Go through the data and tally the lines that hold the string "iter". Reply with the total alone.
[Start of section]
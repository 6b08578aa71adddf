//! Core data models shared by the retrieval pipeline.
//!
//! [`ContentNode`]s are owned by the backing stores and only read here.
//! Every query produces fresh [`SearchResult`]s tagged with the store they
//! came from.

use serde::{Deserialize, Serialize};
use std::fmt;
use std::str::FromStr;

use crate::error::RetrievalError;

/// Which backing store a result originated from.
#[derive(Debug, Clone, Copy, PartialEq, Eq, Hash, Serialize, Deserialize)]
#[serde(rename_all = "lowercase")]
pub enum StoreTag {
    Archive,
    Books,
}

impl fmt::Display for StoreTag {
    fn fmt(&self, f: &mut fmt::Formatter<'_>) -> fmt::Result {
        match self {
            StoreTag::Archive => write!(f, "archive"),
            StoreTag::Books => write!(f, "books"),
        }
    }
}

/// A unit of retrievable content: a message, a chunk of a long message,
/// a book passage.
#[derive(Debug, Clone, PartialEq, Serialize, Deserialize)]
pub struct ContentNode {
    pub id: String,
    pub text: String,
    pub word_count: usize,
    #[serde(default)]
    pub title: Option<String>,
    #[serde(default)]
    pub tags: Vec<String>,
    /// Node this one was chunked from, if any.
    #[serde(default)]
    pub parent_node_id: Option<String>,
    /// Position among the parent's chunks (0-based).
    #[serde(default)]
    pub chunk_index: Option<u32>,
    /// Character offset of this chunk within the parent text.
    #[serde(default)]
    pub chunk_start_offset: Option<usize>,
    /// `"user"`, `"assistant"`, `"system"`, ... as recorded by the importer.
    #[serde(default)]
    pub author_role: Option<String>,
    /// Import format the node came from (e.g. `"chatgpt"`, `"book"`).
    #[serde(default)]
    pub source_type: String,
    #[serde(default)]
    pub hierarchy_level: Option<u32>,
    #[serde(default)]
    pub source_metadata: serde_json::Value,
}

impl ContentNode {
    /// Build a node from raw text, counting whitespace-separated words.
    pub fn new(id: impl Into<String>, text: impl Into<String>) -> Self {
        let text = text.into();
        Self {
            id: id.into(),
            word_count: count_words(&text),
            text,
            title: None,
            tags: Vec::new(),
            parent_node_id: None,
            chunk_index: None,
            chunk_start_offset: None,
            author_role: None,
            source_type: String::new(),
            hierarchy_level: None,
            source_metadata: serde_json::Value::Null,
        }
    }

    /// Quality score recorded by an upstream analysis pass, if any.
    ///
    /// Accepts both `qualityScore` and `quality_score` keys.
    pub fn stored_quality_score(&self) -> Option<f64> {
        let meta = self.source_metadata.as_object()?;
        meta.get("qualityScore")
            .or_else(|| meta.get("quality_score"))
            .and_then(|v| v.as_f64())
            .filter(|v| v.is_finite())
    }

    /// True when this node is the first chunk of its parent.
    pub fn is_parent_start(&self) -> bool {
        self.chunk_index == Some(0) || self.chunk_start_offset == Some(0)
    }
}

/// Count whitespace-separated words.
pub fn count_words(text: &str) -> usize {
    text.split_whitespace().count()
}

/// A node paired with a backend-specific relevance score.
#[derive(Debug, Clone, PartialEq)]
pub struct ScoredNode {
    pub node: ContentNode,
    pub score: f64,
}

/// A node returned by a query, tagged with its origin store.
#[derive(Debug, Clone, PartialEq, Serialize, Deserialize)]
pub struct SearchResult {
    pub id: String,
    pub source: StoreTag,
    pub node: ContentNode,
    pub score: f64,
}

impl SearchResult {
    pub fn from_scored(scored: ScoredNode, source: StoreTag) -> Self {
        Self {
            id: scored.node.id.clone(),
            source,
            node: scored.node,
            score: scored.score,
        }
    }
}

/// Which store(s) an operation should address.
#[derive(Debug, Clone, Copy, PartialEq, Eq, Hash, Default, Serialize, Deserialize)]
#[serde(rename_all = "lowercase")]
pub enum StoreTarget {
    Archive,
    Books,
    #[default]
    All,
}

impl StoreTarget {
    pub fn includes_archive(self) -> bool {
        matches!(self, StoreTarget::Archive | StoreTarget::All)
    }

    pub fn includes_books(self) -> bool {
        matches!(self, StoreTarget::Books | StoreTarget::All)
    }
}

impl fmt::Display for StoreTarget {
    fn fmt(&self, f: &mut fmt::Formatter<'_>) -> fmt::Result {
        match self {
            StoreTarget::Archive => write!(f, "archive"),
            StoreTarget::Books => write!(f, "books"),
            StoreTarget::All => write!(f, "all"),
        }
    }
}

impl FromStr for StoreTarget {
    type Err = RetrievalError;

    fn from_str(s: &str) -> Result<Self, Self::Err> {
        match s {
            "archive" => Ok(StoreTarget::Archive),
            "books" => Ok(StoreTarget::Books),
            "all" => Ok(StoreTarget::All),
            other => Err(RetrievalError::Validation(format!(
                "unknown store target: {}. Use archive, books, or all.",
                other
            ))),
        }
    }
}

impl From<StoreTag> for StoreTarget {
    fn from(tag: StoreTag) -> Self {
        match tag {
            StoreTag::Archive => StoreTarget::Archive,
            StoreTag::Books => StoreTarget::Books,
        }
    }
}

#[cfg(test)]
mod tests {
    use super::*;
    use serde_json::json;

    #[test]
    fn test_new_counts_words() {
        let node = ContentNode::new("n1", "  three little\twords \n");
        assert_eq!(node.word_count, 3);
        assert_eq!(count_words(""), 0);
    }

    #[test]
    fn test_stored_quality_score_keys() {
        let mut node = ContentNode::new("n1", "text");
        assert_eq!(node.stored_quality_score(), None);

        node.source_metadata = json!({ "qualityScore": 0.8 });
        assert_eq!(node.stored_quality_score(), Some(0.8));

        node.source_metadata = json!({ "quality_score": 0.25 });
        assert_eq!(node.stored_quality_score(), Some(0.25));

        node.source_metadata = json!({ "qualityScore": "high" });
        assert_eq!(node.stored_quality_score(), None);
    }

    #[test]
    fn test_parent_start_detection() {
        let mut node = ContentNode::new("n1", "text");
        assert!(!node.is_parent_start());
        node.chunk_index = Some(0);
        assert!(node.is_parent_start());
        node.chunk_index = Some(2);
        node.chunk_start_offset = Some(0);
        assert!(node.is_parent_start());
    }

    #[test]
    fn test_store_target_parse() {
        assert_eq!("books".parse::<StoreTarget>().unwrap(), StoreTarget::Books);
        assert_eq!(StoreTarget::All.to_string(), "all");
        assert!("library".parse::<StoreTarget>().is_err());
        assert_eq!(StoreTarget::from(StoreTag::Archive), StoreTarget::Archive);
    }

    #[test]
    fn test_store_tag_serializes_lowercase() {
        let json = serde_json::to_string(&StoreTag::Books).unwrap();
        assert_eq!(json, "\"books\"");
    }
}
//! # Archive Retrieval
//!
//! Retrieval and session-refinement engine for a personal content archive.
//!
//! A query is answered by fusing dense (vector) and sparse (keyword) hits
//! with weighted reciprocal rank fusion, re-ranking them against the
//! session's anchors, and passing them through a quality gate that drops
//! thin fragments and expands short ones with parent context. Sessions
//! remember results, history, anchors, exclusions and pins so a user can
//! refine the set across calls.
//!
//! ## Architecture
//!
//! ```text
//! ┌──────────────┐   ┌───────────────────┐   ┌──────────────┐
//! │  Retrieval   │──▶│   Unified store   │──▶│   archive    │
//! │   service    │   │  (target-aware)   │──▶│ books (opt.) │
//! └──────┬───────┘   └───────────────────┘   └──────────────┘
//!        │
//!        ├──▶ fusion ─▶ anchors ─▶ quality gate      (core crate)
//!        │
//!        └──▶ session manager  (DashMap, LRU + TTL, sweeper)
//! ```
//!
//! ## Modules
//!
//! | Module | Purpose |
//! |--------|---------|
//! | [`config`] | TOML configuration parsing and validation |
//! | [`clock`] | Injectable time source for session expiry |
//! | [`session`] | Sessions and the session manager |
//! | [`service`] | `search`, `refine`, anchors and session operations |
//!
//! Pure logic (content model, fusion, quality gate, anchors, store traits)
//! lives in `archive-retrieval-core`; its modules are re-exported here.

pub mod clock;
pub mod config;
pub mod service;
pub mod session;

pub use archive_retrieval_core::{
    anchors, embedding, error, fusion, models, quality, store, RetrievalError,
};
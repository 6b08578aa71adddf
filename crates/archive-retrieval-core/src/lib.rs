//! # Archive Retrieval Core
//!
//! Shared, runtime-agnostic logic for Archive Retrieval: the content model,
//! weighted reciprocal rank fusion, the quality gate, anchor re-ranking,
//! and the store abstraction that merges the archive and books stores.
//!
//! This crate contains no tokio, filesystem I/O, or other native-only
//! dependencies. Timeouts, cancellation and session state live in the
//! `archive-retrieval` app crate.
//!
//! ## Pipeline
//!
//! ```text
//!  dense hits ─┐
//!              ├─▶ fusion ─▶ anchors ─▶ quality gate ─▶ enriched results
//! sparse hits ─┘                              │
//!                                             └─▶ parent lookup (store)
//! ```

pub mod anchors;
pub mod embedding;
pub mod error;
pub mod fusion;
pub mod models;
pub mod quality;
pub mod store;

pub use error::RetrievalError;
//! Quality gate: drop low-substance results and enrich short ones with
//! parent context.
//!
//! # Gate
//!
//! 1. `has_min_words`: `word_count >= min_word_count`.
//! 2. Quality score: the stored `qualityScore` when the importer recorded
//!    one ([`QualityScore::Provided`]), else a heuristic estimate
//!    ([`QualityScore::Estimated`]).
//! 3. `has_min_quality`: `score >= min_quality_score`.
//! 4. Results failing either check are dropped and counted.
//!
//! # Context expansion
//!
//! A passing result shorter than `2 × min_word_count` that has a parent is
//! expanded: the parent is fetched and folded into `context_text`. When the
//! child is the first chunk, the parent text is used as-is; otherwise a
//! 500-character parent excerpt is prepended under a label. Fetch failures
//! leave the result unexpanded.

use serde::Serialize;
use std::time::Instant;

use crate::fusion::FusedResult;
use crate::models::{count_words, ContentNode, SearchResult};
use crate::store::NodeLookup;

/// Characters of parent text included in a labeled excerpt.
pub const PARENT_EXCERPT_CHARS: usize = 500;

const TRUNCATION_MARKERS: [&str; 4] = ["...", "…", "[truncated]", "[continued]"];

/// Gate thresholds and expansion policy.
#[derive(Debug, Clone, PartialEq, Serialize)]
pub struct QualityGateConfig {
    pub min_word_count: usize,
    pub min_quality_score: f64,
    pub expand_context: bool,
    /// How many ancestors expansion may climb through.
    pub max_context_levels: usize,
    /// Recompute indicators from the expanded text instead of forcing them
    /// to passing.
    pub revalidate_expanded: bool,
}

impl Default for QualityGateConfig {
    fn default() -> Self {
        Self {
            min_word_count: 30,
            min_quality_score: 0.4,
            expand_context: true,
            max_context_levels: 1,
            revalidate_expanded: false,
        }
    }
}

/// Where a result's quality score came from.
#[derive(Debug, Clone, Copy, PartialEq, Serialize)]
#[serde(tag = "origin", content = "value", rename_all = "lowercase")]
pub enum QualityScore {
    /// Recorded in the node's source metadata.
    Provided(f64),
    /// Computed from content heuristics.
    Estimated(f64),
}

impl QualityScore {
    pub fn value(self) -> f64 {
        match self {
            QualityScore::Provided(v) | QualityScore::Estimated(v) => v,
        }
    }
}

/// Score a node: stored metadata first, heuristics otherwise.
pub fn quality_score(node: &ContentNode) -> QualityScore {
    match node.stored_quality_score() {
        Some(v) => QualityScore::Provided(v.clamp(0.0, 1.0)),
        None => QualityScore::Estimated(estimate_quality(node)),
    }
}

/// Heuristic quality estimate in `[0, 1]`.
///
/// Base 0.5; +0.2 for 100+ words (else +0.1 for 50+); +0.1 each for a
/// title, a non-system author, and tags.
pub fn estimate_quality(node: &ContentNode) -> f64 {
    let mut score = 0.5;
    if node.word_count >= 100 {
        score += 0.2;
    } else if node.word_count >= 50 {
        score += 0.1;
    }
    if node.title.as_deref().is_some_and(|t| !t.trim().is_empty()) {
        score += 0.1;
    }
    if node.author_role.as_deref() != Some("system") {
        score += 0.1;
    }
    if !node.tags.is_empty() {
        score += 0.1;
    }
    f64::clamp(score, 0.0, 1.0)
}

/// True when the text looks cut off or the node is a non-leading chunk.
///
/// Informational only; never fails the gate on its own.
pub fn is_possibly_truncated(node: &ContentNode) -> bool {
    let trimmed = node.text.trim_end();
    TRUNCATION_MARKERS.iter().any(|m| trimmed.ends_with(m))
        || node.chunk_index.is_some_and(|i| i > 0)
}

/// Per-result gate outcome. Recomputed on every pass.
#[derive(Debug, Clone, Copy, PartialEq, Eq, Serialize)]
pub struct QualityIndicators {
    pub has_min_words: bool,
    pub has_min_quality: bool,
    pub is_complete: bool,
    pub passed_gate: bool,
}

impl QualityIndicators {
    pub fn evaluate(node: &ContentNode, score: QualityScore, config: &QualityGateConfig) -> Self {
        let has_min_words = node.word_count >= config.min_word_count;
        let has_min_quality = score.value() >= config.min_quality_score;
        Self {
            has_min_words,
            has_min_quality,
            is_complete: !is_possibly_truncated(node),
            passed_gate: has_min_words && has_min_quality,
        }
    }

    pub fn all_passing() -> Self {
        Self {
            has_min_words: true,
            has_min_quality: true,
            is_complete: true,
            passed_gate: true,
        }
    }
}

/// A fused result after the gate, possibly carrying parent context.
#[derive(Debug, Clone, PartialEq, Serialize)]
pub struct EnrichedResult {
    #[serde(flatten)]
    pub fused: FusedResult,
    pub context_expanded: bool,
    #[serde(skip_serializing_if = "Option::is_none")]
    pub parent_node: Option<ContentNode>,
    #[serde(skip_serializing_if = "Option::is_none")]
    pub context_text: Option<String>,
    pub quality_score: QualityScore,
    pub indicators: QualityIndicators,
}

impl EnrichedResult {
    pub fn id(&self) -> &str {
        self.fused.id()
    }

    pub fn score(&self) -> f64 {
        self.fused.score()
    }

    /// The text to show a reader: expanded context when present.
    pub fn display_text(&self) -> &str {
        self.context_text
            .as_deref()
            .unwrap_or(&self.fused.result.node.text)
    }
}

/// Aggregate counters for one gate pass.
#[derive(Debug, Clone, Default, PartialEq, Serialize)]
pub struct GateStats {
    pub input_count: usize,
    pub passed_count: usize,
    pub filtered_by_words: usize,
    pub filtered_by_quality: usize,
    pub dropped_malformed: usize,
    pub context_expanded_count: usize,
    pub processing_time_ms: u64,
}

#[derive(Debug, Clone, Default, PartialEq, Serialize)]
pub struct GateOutcome {
    pub results: Vec<EnrichedResult>,
    pub stats: GateStats,
}

fn is_malformed(result: &SearchResult) -> bool {
    result.id.trim().is_empty() || !result.score.is_finite()
}

/// Run the full gate, expanding short results through `lookup`.
///
/// Input order is preserved. Never fails: lookup errors are logged and the
/// result is kept unexpanded.
pub async fn apply_gate(
    results: Vec<FusedResult>,
    lookup: &dyn NodeLookup,
    config: &QualityGateConfig,
) -> GateOutcome {
    let started = Instant::now();
    let mut stats = GateStats {
        input_count: results.len(),
        ..Default::default()
    };
    let mut passed = Vec::with_capacity(results.len());

    for fused in results {
        if is_malformed(&fused.result) {
            tracing::debug!(id = %fused.result.id, "dropping malformed result");
            stats.dropped_malformed += 1;
            continue;
        }
        let node = &fused.result.node;
        let score = quality_score(node);
        let indicators = QualityIndicators::evaluate(node, score, config);
        if !indicators.has_min_words {
            stats.filtered_by_words += 1;
            continue;
        }
        if !indicators.has_min_quality {
            stats.filtered_by_quality += 1;
            continue;
        }

        let mut enriched = EnrichedResult {
            fused,
            context_expanded: false,
            parent_node: None,
            context_text: None,
            quality_score: score,
            indicators,
        };
        if config.expand_context && needs_expansion(&enriched.fused.result.node, config) {
            expand_context(&mut enriched, lookup, config).await;
            if enriched.context_expanded {
                stats.context_expanded_count += 1;
            }
        }
        passed.push(enriched);
    }

    stats.passed_count = passed.len();
    stats.processing_time_ms = started.elapsed().as_millis() as u64;
    tracing::debug!(
        input = stats.input_count,
        passed = stats.passed_count,
        by_words = stats.filtered_by_words,
        by_quality = stats.filtered_by_quality,
        expanded = stats.context_expanded_count,
        "quality gate"
    );
    GateOutcome {
        results: passed,
        stats,
    }
}

fn needs_expansion(node: &ContentNode, config: &QualityGateConfig) -> bool {
    config.max_context_levels > 0
        && node.parent_node_id.is_some()
        && node.word_count < config.min_word_count.saturating_mul(2)
}

async fn expand_context(
    enriched: &mut EnrichedResult,
    lookup: &dyn NodeLookup,
    config: &QualityGateConfig,
) {
    let child = &enriched.fused.result.node;
    let short_limit = config.min_word_count.saturating_mul(2);
    let mut next_id = child.parent_node_id.clone();
    let mut ancestor: Option<ContentNode> = None;
    let mut levels = 0;

    while let Some(id) = next_id.take() {
        if levels >= config.max_context_levels {
            break;
        }
        match lookup.lookup_node(&id).await {
            Ok(Some(node)) => {
                levels += 1;
                if node.word_count < short_limit {
                    next_id = node.parent_node_id.clone();
                }
                ancestor = Some(node);
            }
            Ok(None) => {
                tracing::debug!(parent = %id, child = %child.id, "parent node not found");
            }
            Err(e) => {
                tracing::warn!(parent = %id, child = %child.id, error = %e, "context expansion failed");
            }
        }
    }

    let Some(parent) = ancestor else {
        return;
    };
    let text = build_context_text(child, &parent, levels == 1);
    enriched.indicators = if config.revalidate_expanded {
        revalidated(&text, enriched.quality_score, config)
    } else {
        QualityIndicators::all_passing()
    };
    enriched.context_text = Some(text);
    enriched.parent_node = Some(parent);
    enriched.context_expanded = true;
}

/// Combine parent and child text.
///
/// `direct_parent` is false when expansion climbed past the immediate
/// parent; the child can then never be the ancestor's start.
pub fn build_context_text(child: &ContentNode, parent: &ContentNode, direct_parent: bool) -> String {
    if direct_parent && child.is_parent_start() {
        return parent.text.clone();
    }
    let mut excerpt: String = parent.text.chars().take(PARENT_EXCERPT_CHARS).collect();
    if parent.text.chars().count() > PARENT_EXCERPT_CHARS {
        excerpt.push_str("...");
    }
    format!(
        "[Parent context]\n{}\n\n[Current chunk]\n{}",
        excerpt, child.text
    )
}

fn revalidated(text: &str, score: QualityScore, config: &QualityGateConfig) -> QualityIndicators {
    let has_min_words = count_words(text) >= config.min_word_count;
    let has_min_quality = score.value() >= config.min_quality_score;
    let trimmed = text.trim_end();
    QualityIndicators {
        has_min_words,
        has_min_quality,
        is_complete: !TRUNCATION_MARKERS.iter().any(|m| trimmed.ends_with(m)),
        passed_gate: has_min_words && has_min_quality,
    }
}

/// Lightweight gate without context expansion.
///
/// Returns the passing results with their indicators, in input order.
pub fn quick_filter(
    results: &[SearchResult],
    config: &QualityGateConfig,
) -> Vec<(SearchResult, QualityIndicators)> {
    results
        .iter()
        .filter(|r| !is_malformed(r))
        .filter_map(|r| {
            let indicators = QualityIndicators::evaluate(&r.node, quality_score(&r.node), config);
            indicators.passed_gate.then(|| (r.clone(), indicators))
        })
        .collect()
}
[End of section]
Solution to this task. 3